Hydroxyurea treatment for children with sickle cell anemia (SCA) is effective and life‐saving. Stepwise escalation to maximum tolerated dose (MTD) provides optimal benefits, but is logistically challenging and time‐consuming, especially in low‐income countries where most people with SCA live. Model‐informed precision dosing (MIPD) of hydroxyurea expedites MTD determination and improves outcomes compared with trial‐and‐error dose adjustments. HdxSim, a user‐friendly, online, clinical decision support tool was developed to facilitate hydroxyurea MIPD and evaluated using real‐world pharmacokinetic (PK) data.

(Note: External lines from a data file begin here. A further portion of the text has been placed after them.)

//! Kavach CLI entry point.

use clap::Parser;
use colored::*;
use kavach::cli::{self, Cli, EXIT_ERROR};
use tracing_subscriber::{fmt, EnvFilter};

fn main() {
    let cli = Cli::parse();

    // Logs always go to stderr; stdout carries reports and hook decisions.
    let filter = match cli.verbosity {
        0 => EnvFilter::try_from_default_env().unwrap_or_else(|_| EnvFilter::new("warn")),
        1 => EnvFilter::new("info"),
        2 => EnvFilter::new("debug"),
        _ => EnvFilter::new("trace"),
    };
    fmt()
        .with_env_filter(filter)
        .with_target(false)
        .with_writer(std::io::stderr)
        .init();

    let exit_code = match cli::run(cli) {
        Ok(code) => code,
        Err(e) => {
            eprintln!("{} {:#}", "error:".red(), e);
            EXIT_ERROR
        }
    };

    std::process::exit(exit_code);
}
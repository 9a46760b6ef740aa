//! The fixed lint rule set.
//!
//! Each rule emits at most one issue per line. Rules run in a fixed order,
//! and the order of issues in a result is the order the rules ran.

use crate::language::{IndentStyle, Language};
use crate::syntax::SyntaxVariant;

use super::{IssueCode, LintIssue};

/// W001: lines ending in a space or tab.
pub fn trailing_whitespace(lines: &[&str]) -> Vec<LintIssue> {
    lines
        .iter()
        .enumerate()
        .filter(|(_, line)| line.ends_with(' ') || line.ends_with('\t'))
        .map(|(i, _)| LintIssue::new(i + 1, IssueCode::TrailingWhitespace, "trailing whitespace"))
        .collect()
}

/// W002: lines longer than `max` characters.
pub fn line_length(lines: &[&str], max: usize) -> Vec<LintIssue> {
    lines
        .iter()
        .enumerate()
        .filter_map(|(i, line)| {
            let len = line.chars().count();
            (len > max).then(|| {
                LintIssue::new(
                    i + 1,
                    IssueCode::LineTooLong,
                    format!("line too long ({} > {})", len, max),
                )
                .at_column(max + 1)
            })
        })
        .collect()
}

/// W003: lines indented with the unit the language does not use.
pub fn indent_style(lines: &[&str], language: Language) -> Vec<LintIssue> {
    let Some(style) = language.indent_style() else {
        return Vec::new();
    };

    let (offending, message) = match style {
        IndentStyle::Tabs => (
            "    ",
            format!("use tabs instead of spaces for {} indentation", language),
        ),
        IndentStyle::Spaces => (
            "\t",
            format!("use spaces instead of tabs for {} indentation", language),
        ),
    };

    lines
        .iter()
        .enumerate()
        .filter(|(_, line)| line.starts_with(offending))
        .map(|(i, _)| LintIssue::new(i + 1, IssueCode::IndentStyle, message.clone()))
        .collect()
}

/// E001/E002: delimiter balance over the whole file.
pub fn syntax(content: &str, language: Language) -> Option<LintIssue> {
    let variant = language.syntax_variant()?;
    let defect = variant.check(content).err()?;
    let code = match variant {
        SyntaxVariant::Code => IssueCode::CodeSyntax,
        SyntaxVariant::Data => IssueCode::DataSyntax,
    };
    Some(LintIssue::new(
        1,
        code,
        format!("{} syntax error: {}", language, defect),
    ))
}

/// D001: files longer than `max` lines.
pub fn file_size(line_count: usize, max: usize) -> Option<LintIssue> {
    (line_count > max).then(|| {
        LintIssue::new(
            1,
            IssueCode::FileTooLong,
            format!("DACE: file exceeds {} lines ({} lines)", max, line_count),
        )
    })
}
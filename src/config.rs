//! Configuration schema for kavach.
//!
//! Every key is optional. An absent file, or an empty one, yields the
//! built-in defaults.

use globset::{Glob, GlobSet, GlobSetBuilder};
use serde::{Deserialize, Serialize};
use std::fs;
use std::path::{Path, PathBuf};
use thiserror::Error;

/// Config file names searched for in the working directory, in order.
pub const DEFAULT_CONFIG_NAMES: &[&str] = &["kavach.yaml", ".kavach.yaml"];

pub const DEFAULT_MAX_LINE_LENGTH: usize = 120;
pub const DEFAULT_MAX_FILE_LINES: usize = 100;
pub const DEFAULT_COMMAND_TIMEOUT_SECS: u64 = 300;
pub const DEFAULT_BUG_MARKER_PATTERN: &str = "TODO|FIXME|BUG|XXX";
pub const DEFAULT_SUPPRESSION_PATTERN: &str = r"@Suppress|#pragma|nolint|#\[allow";

#[derive(Debug, Error)]
pub enum ConfigError {
    #[error("reading config {path}: {source}")]
    Io {
        path: PathBuf,
        #[source]
        source: std::io::Error,
    },
    #[error("parsing config: {0}")]
    Yaml(#[from] serde_yaml::Error),
    #[error("invalid config: {0}")]
    Invalid(String),
}

/// Top-level configuration.
#[derive(Debug, Clone, Default, Deserialize, Serialize)]
#[serde(default)]
pub struct Config {
    pub lint: LintConfig,
    pub aegis: AegisConfig,
    /// Glob patterns skipped by directory walks (e.g. "**/generated/**").
    pub excluded_paths: Vec<String>,
    /// Override for the session state file location.
    pub session_path: Option<PathBuf>,
    /// `excluded_paths` compiled once by `parse`.
    #[serde(skip)]
    excluded: Option<GlobSet>,
}

/// Thresholds for the per-file lint rules.
#[derive(Debug, Clone, Deserialize, Serialize)]
#[serde(default)]
pub struct LintConfig {
    pub max_line_length: usize,
    pub max_file_lines: usize,
}

impl Default for LintConfig {
    fn default() -> Self {
        Self {
            max_line_length: DEFAULT_MAX_LINE_LENGTH,
            max_file_lines: DEFAULT_MAX_FILE_LINES,
        }
    }
}

/// How external tool failures affect the Aegis verdict.
#[derive(Debug, Clone, Copy, PartialEq, Eq, Default, Deserialize, Serialize)]
#[serde(rename_all = "lowercase")]
pub enum ExecErrorPolicy {
    /// A tool that cannot run counts as reporting zero findings.
    #[default]
    Lenient,
    /// Exec errors with no fail reasons make the run inconclusive.
    Strict,
}

/// Settings for the Aegis verifier.
#[derive(Debug, Clone, Deserialize, Serialize)]
#[serde(default)]
pub struct AegisConfig {
    /// Per-invocation limit for external tools; 0 disables it.
    pub command_timeout_secs: u64,
    pub exec_error_policy: ExecErrorPolicy,
    pub bug_marker_pattern: String,
    pub suppression_pattern: String,
}

impl Default for AegisConfig {
    fn default() -> Self {
        Self {
            command_timeout_secs: DEFAULT_COMMAND_TIMEOUT_SECS,
            exec_error_policy: ExecErrorPolicy::Lenient,
            bug_marker_pattern: DEFAULT_BUG_MARKER_PATTERN.to_string(),
            suppression_pattern: DEFAULT_SUPPRESSION_PATTERN.to_string(),
        }
    }
}

impl Config {
    /// Parse a config from a YAML string.
    pub fn parse(content: &str) -> Result<Self, ConfigError> {
        if content.trim().is_empty() {
            return Ok(Self::default());
        }
        let mut config: Config = serde_yaml::from_str(content)?;
        config.validate()?;
        config.excluded = compile_globs(&config.excluded_paths)?;
        Ok(config)
    }

    /// Parse a config from a YAML file.
    pub fn parse_file<P: AsRef<Path>>(path: P) -> Result<Self, ConfigError> {
        let path = path.as_ref();
        let content = fs::read_to_string(path).map_err(|source| ConfigError::Io {
            path: path.to_path_buf(),
            source,
        })?;
        Self::parse(&content)
    }

    /// Load the config named on the command line, or discover one in `dir`.
    pub fn load(explicit: Option<&Path>, dir: &Path) -> Result<Self, ConfigError> {
        if let Some(path) = explicit {
            return Self::parse_file(path);
        }
        match discover(dir) {
            Some(path) => {
                tracing::debug!(path = %path.display(), "using discovered config");
                Self::parse_file(path)
            }
            None => Ok(Self::default()),
        }
    }

    fn validate(&self) -> Result<(), ConfigError> {
        if self.lint.max_line_length == 0 {
            return Err(ConfigError::Invalid(
                "lint.max_line_length must be greater than 0".to_string(),
            ));
        }
        // ripgrep shares the regex crate's syntax.
        for pattern in [&self.aegis.bug_marker_pattern, &self.aegis.suppression_pattern] {
            if pattern.trim().is_empty() {
                return Err(ConfigError::Invalid(
                    "aegis search patterns must not be empty".to_string(),
                ));
            }
            regex::Regex::new(pattern).map_err(|e| {
                ConfigError::Invalid(format!("search pattern {:?}: {}", pattern, e))
            })?;
        }
        Ok(())
    }

    /// Check if a path matches any `excluded_paths` glob.
    pub fn is_path_excluded(&self, path: &Path) -> bool {
        self.excluded.as_ref().is_some_and(|set| set.is_match(path))
    }
}

fn compile_globs(patterns: &[String]) -> Result<Option<GlobSet>, ConfigError> {
    if patterns.is_empty() {
        return Ok(None);
    }
    let mut builder = GlobSetBuilder::new();
    for pattern in patterns {
        let glob = Glob::new(pattern)
            .map_err(|e| ConfigError::Invalid(format!("excluded path {:?}: {}", pattern, e)))?;
        builder.add(glob);
    }
    builder
        .build()
        .map(Some)
        .map_err(|e| ConfigError::Invalid(format!("excluded paths: {}", e)))
}

/// Find the first default config file present in `dir`.
fn discover(dir: &Path) -> Option<PathBuf> {
    DEFAULT_CONFIG_NAMES
        .iter()
        .map(|name| dir.join(name))
        .find(|p| p.is_file())
}

#[cfg(test)]
mod tests {
    use super::*;
    use tempfile::TempDir;

    #[test]
    fn test_defaults() {
        let config = Config::parse("").unwrap();
        assert_eq!(config.lint.max_line_length, 120);
        assert_eq!(config.lint.max_file_lines, 100);
        assert_eq!(config.aegis.command_timeout_secs, 300);
        assert_eq!(config.aegis.exec_error_policy, ExecErrorPolicy::Lenient);
        assert_eq!(config.aegis.bug_marker_pattern, "TODO|FIXME|BUG|XXX");
    }

    #[test]
    fn test_partial_override() {
        let yaml = r#"
lint:
  max_file_lines: 250
aegis:
  exec_error_policy: strict
excluded_paths:
  - "**/generated/**"
"#;
        let config = Config::parse(yaml).unwrap();
        assert_eq!(config.lint.max_file_lines, 250);
        assert_eq!(config.lint.max_line_length, 120);
        assert_eq!(config.aegis.exec_error_policy, ExecErrorPolicy::Strict);
        assert!(config.is_path_excluded(Path::new("src/generated/api.go")));
        assert!(!config.is_path_excluded(Path::new("src/api.go")));
    }

    #[test]
    fn test_any_excluded_pattern_matches() {
        let yaml = "excluded_paths:\n  - \"**/*.pb.go\"\n  - \"third_party/**\"\n";
        let config = Config::parse(yaml).unwrap();
        assert!(config.is_path_excluded(Path::new("api/user.pb.go")));
        assert!(config.is_path_excluded(Path::new("third_party/lib/x.go")));
        assert!(!config.is_path_excluded(Path::new("api/user.go")));
        assert!(!Config::default().is_path_excluded(Path::new("api/user.pb.go")));
    }

    #[test]
    fn test_rejects_zero_line_length() {
        let err = Config::parse("lint:\n  max_line_length: 0\n").unwrap_err();
        assert!(matches!(err, ConfigError::Invalid(_)));
    }

    #[test]
    fn test_rejects_bad_glob() {
        let err = Config::parse("excluded_paths: [\"a[\"]\n").unwrap_err();
        assert!(matches!(err, ConfigError::Invalid(_)));
    }

    #[test]
    fn test_rejects_bad_search_pattern() {
        let err = Config::parse("aegis:\n  bug_marker_pattern: \"TODO(\"\n").unwrap_err();
        assert!(matches!(err, ConfigError::Invalid(_)));
    }

    #[test]
    fn test_discovery() {
        let temp = TempDir::new().unwrap();
        assert!(Config::load(None, temp.path()).is_ok());

        std::fs::write(temp.path().join(".kavach.yaml"), "lint:\n  max_file_lines: 7\n")
            .unwrap();
        let config = Config::load(None, temp.path()).unwrap();
        assert_eq!(config.lint.max_file_lines, 7);
    }
}
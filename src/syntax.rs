//! Delimiter balance checking.
//!
//! This is not a parser. A single left-to-right scan tracks whether the
//! cursor sits inside a comment or a string literal and counts delimiters
//! only outside of them. Two variants exist:
//!
//! - [`SyntaxVariant::Code`]: C-like `//` and `/* */` comments, double-quoted
//!   strings with backslash escapes, and backtick raw strings. Counts braces
//!   and parentheses.
//! - [`SyntaxVariant::Data`]: bracketed data documents (JSON-like). Only
//!   double-quoted strings are recognised. Counts braces and brackets, and the
//!   document must open with `{` or `[`.

use thiserror::Error;

/// A structural defect found by a balance check.
#[derive(Debug, Clone, Copy, PartialEq, Eq, Error)]
pub enum SyntaxDefect {
    #[error("unbalanced braces")]
    UnbalancedBraces,
    #[error("unbalanced parentheses")]
    UnbalancedParens,
    #[error("unbalanced brackets")]
    UnbalancedBrackets,
    #[error("empty JSON")]
    EmptyDocument,
    #[error("must start with {{ or [")]
    BadDocumentStart,
}

/// Which balance checker applies to a language.
#[derive(Debug, Clone, Copy, PartialEq, Eq)]
pub enum SyntaxVariant {
    Code,
    Data,
}

impl SyntaxVariant {
    /// Run the checker for this variant.
    pub fn check(self, text: &str) -> Result<(), SyntaxDefect> {
        match self {
            SyntaxVariant::Code => check_code_balance(text),
            SyntaxVariant::Data => check_data_balance(text),
        }
    }
}

/// Lexical context of the scanner.
#[derive(Debug, Clone, Copy, PartialEq, Eq)]
enum ScanState {
    Normal,
    LineComment,
    BlockComment,
    String,
    RawString,
}

/// Check that braces and parentheses outside comments and strings balance.
///
/// Braces are reported before parentheses when both are off.
pub fn check_code_balance(text: &str) -> Result<(), SyntaxDefect> {
    let mut state = ScanState::Normal;
    let mut braces: i64 = 0;
    let mut parens: i64 = 0;
    let mut prev = '\0';
    let mut chars = text.chars().peekable();

    while let Some(ch) = chars.next() {
        match state {
            ScanState::Normal => match ch {
                '/' if chars.peek() == Some(&'/') => {
                    chars.next();
                    state = ScanState::LineComment;
                    prev = '\0';
                    continue;
                }
                '/' if chars.peek() == Some(&'*') => {
                    // Both characters are consumed so `/*/` does not close itself.
                    chars.next();
                    state = ScanState::BlockComment;
                    prev = '\0';
                    continue;
                }
                '"' if prev != '\\' => state = ScanState::String,
                '`' => state = ScanState::RawString,
                '{' => braces += 1,
                '}' => braces -= 1,
                '(' => parens += 1,
                ')' => parens -= 1,
                _ => {}
            },
            ScanState::LineComment => {
                if ch == '\n' {
                    state = ScanState::Normal;
                }
            }
            ScanState::BlockComment => {
                if prev == '*' && ch == '/' {
                    state = ScanState::Normal;
                    prev = '\0';
                    continue;
                }
            }
            ScanState::String => match ch {
                '\\' => {
                    // Escaped character, including `\"` and `\\`.
                    chars.next();
                    prev = '\0';
                    continue;
                }
                '"' => state = ScanState::Normal,
                _ => {}
            },
            ScanState::RawString => {
                if ch == '`' {
                    state = ScanState::Normal;
                }
            }
        }
        prev = ch;
    }

    if braces != 0 {
        return Err(SyntaxDefect::UnbalancedBraces);
    }
    if parens != 0 {
        return Err(SyntaxDefect::UnbalancedParens);
    }
    Ok(())
}

/// Check a bracketed data document.
///
/// Rejects empty input and documents whose first non-whitespace character
/// is neither `{` nor `[`, then checks brace and bracket balance outside
/// string literals.
pub fn check_data_balance(text: &str) -> Result<(), SyntaxDefect> {
    let trimmed = text.trim();
    let first = trimmed.chars().next().ok_or(SyntaxDefect::EmptyDocument)?;
    if first != '{' && first != '[' {
        return Err(SyntaxDefect::BadDocumentStart);
    }

    let mut state = ScanState::Normal;
    let mut braces: i64 = 0;
    let mut brackets: i64 = 0;
    let mut escaped = false;

    for ch in trimmed.chars() {
        if state == ScanState::String {
            if escaped {
                escaped = false;
            } else if ch == '\\' {
                escaped = true;
            } else if ch == '"' {
                state = ScanState::Normal;
            }
            continue;
        }

        match ch {
            '"' => state = ScanState::String,
            '{' => braces += 1,
            '}' => braces -= 1,
            '[' => brackets += 1,
            ']' => brackets -= 1,
            _ => {}
        }
    }

    if braces != 0 {
        return Err(SyntaxDefect::UnbalancedBraces);
    }
    if brackets != 0 {
        return Err(SyntaxDefect::UnbalancedBrackets);
    }
    Ok(())
}
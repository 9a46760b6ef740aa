//! Line-based declaration and import counting.
//!
//! These are heuristics, not parsers: each trimmed line is matched against a
//! small per-language keyword table. Callers only see [`SourceHeuristic`],
//! so an AST-backed implementation can replace any of these tables.

/// Counts declarations and imports in source text.
pub trait SourceHeuristic: Send + Sync {
    /// Number of function-like declarations.
    fn count_declarations(&self, text: &str) -> usize;

    /// Number of import statements.
    fn count_imports(&self, text: &str) -> usize;
}

/// Keyword-table heuristic shared by all built-in languages.
#[derive(Debug)]
pub struct LineHeuristic {
    /// A trimmed line starting with one of these is a declaration.
    declaration_prefixes: &'static [&'static str],
    /// A trimmed line containing one of these is a declaration.
    declaration_markers: &'static [&'static str],
    /// A trimmed line starting with one of these is an import.
    import_prefixes: &'static [&'static str],
    /// A trimmed line containing one of these is an import.
    import_markers: &'static [&'static str],
    /// Count bare quoted paths inside `import ( ... )` blocks.
    import_blocks: bool,
}

pub static GO: LineHeuristic = LineHeuristic {
    declaration_prefixes: &["func "],
    declaration_markers: &[],
    import_prefixes: &["import "],
    import_markers: &[],
    import_blocks: true,
};

pub static RUST: LineHeuristic = LineHeuristic {
    declaration_prefixes: &["fn ", "pub fn ", "pub(crate) fn ", "async fn ", "pub async fn "],
    declaration_markers: &[],
    import_prefixes: &["use ", "pub use "],
    import_markers: &[],
    import_blocks: false,
};

/// TypeScript and JavaScript.
pub static SCRIPT: LineHeuristic = LineHeuristic {
    declaration_prefixes: &[],
    declaration_markers: &["function ", "=> {", "async "],
    import_prefixes: &["import ", "require("],
    import_markers: &["= require("],
    import_blocks: false,
};

pub static PYTHON: LineHeuristic = LineHeuristic {
    declaration_prefixes: &["def ", "async def "],
    declaration_markers: &[],
    import_prefixes: &["import ", "from "],
    import_markers: &[],
    import_blocks: false,
};

/// Languages without declarations or imports.
pub static NONE: LineHeuristic = LineHeuristic {
    declaration_prefixes: &[],
    declaration_markers: &[],
    import_prefixes: &[],
    import_markers: &[],
    import_blocks: false,
};

fn matches_any(line: &str, prefixes: &[&str], markers: &[&str]) -> bool {
    prefixes.iter().any(|p| line.starts_with(p)) || markers.iter().any(|m| line.contains(m))
}

fn is_quoted_path(line: &str) -> bool {
    line.len() >= 2 && line.starts_with('"') && line.ends_with('"')
}

impl SourceHeuristic for LineHeuristic {
    fn count_declarations(&self, text: &str) -> usize {
        text.split('\n')
            .map(str::trim)
            .filter(|l| matches_any(l, self.declaration_prefixes, self.declaration_markers))
            .count()
    }

    fn count_imports(&self, text: &str) -> usize {
        let mut count = 0;
        let mut in_block = false;

        for line in text.split('\n').map(str::trim) {
            if in_block {
                if line.starts_with(')') {
                    in_block = false;
                } else if is_quoted_path(line) {
                    count += 1;
                }
                continue;
            }

            if matches_any(line, self.import_prefixes, self.import_markers) {
                count += 1;
                if self.import_blocks && line.ends_with('(') {
                    in_block = true;
                }
            }
        }

        count
    }
}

First‐dose hydroxyurea PK profiles were analyzed from two clinical trial datasets (Hydroxyurea Study of Long‐Term Effects (HUSTLE), NCT00305175 and Therapeutic Response Evaluation and Adherence Trial (TREAT), NCT02286154). Areas under the concentration‐time curve (AUC) estimated by HdxSim were compared with those determined using traditional trapezoidal methodology and PK software (MWPharm‐DOS). The doses predicted by HdxSim and MWPharm‐DOS were compared with the observed clinical MTD. For HUSTLE participants, HdxSim accurately estimated hydroxyurea AUC compared with the trapezoidal method, with < 20% variance. The average (mean ± SD) AUC for TREAT participants estimated with HdxSim (68.6 ± 18.0 mg*hour/L) was lower than MWPharm‐DOS (78.6 ± 20.7 mg*hour/L, P = 0.012), but the average recommended doses were not different (425 vs. 423 mg/day, P = 0.97). Moreover, HdxSim was non‐inferior to MWPharm‐DOS at predicting clinical MTD (absolute difference 3.9 ± 5.8 vs. 4.9 ± 8.2 mg/kg/day, P = 0.19). HdxSim accurately estimates hydroxyurea exposure and is noninferior to traditional PK approaches at predicting the clinical hydroxyurea MTD. Hydroxyurea dosing based on target exposure leads to improved outcomes in children with SCA, and has the potential to make PK‐guided hydroxyurea dosing more accessible to this neglected population globally.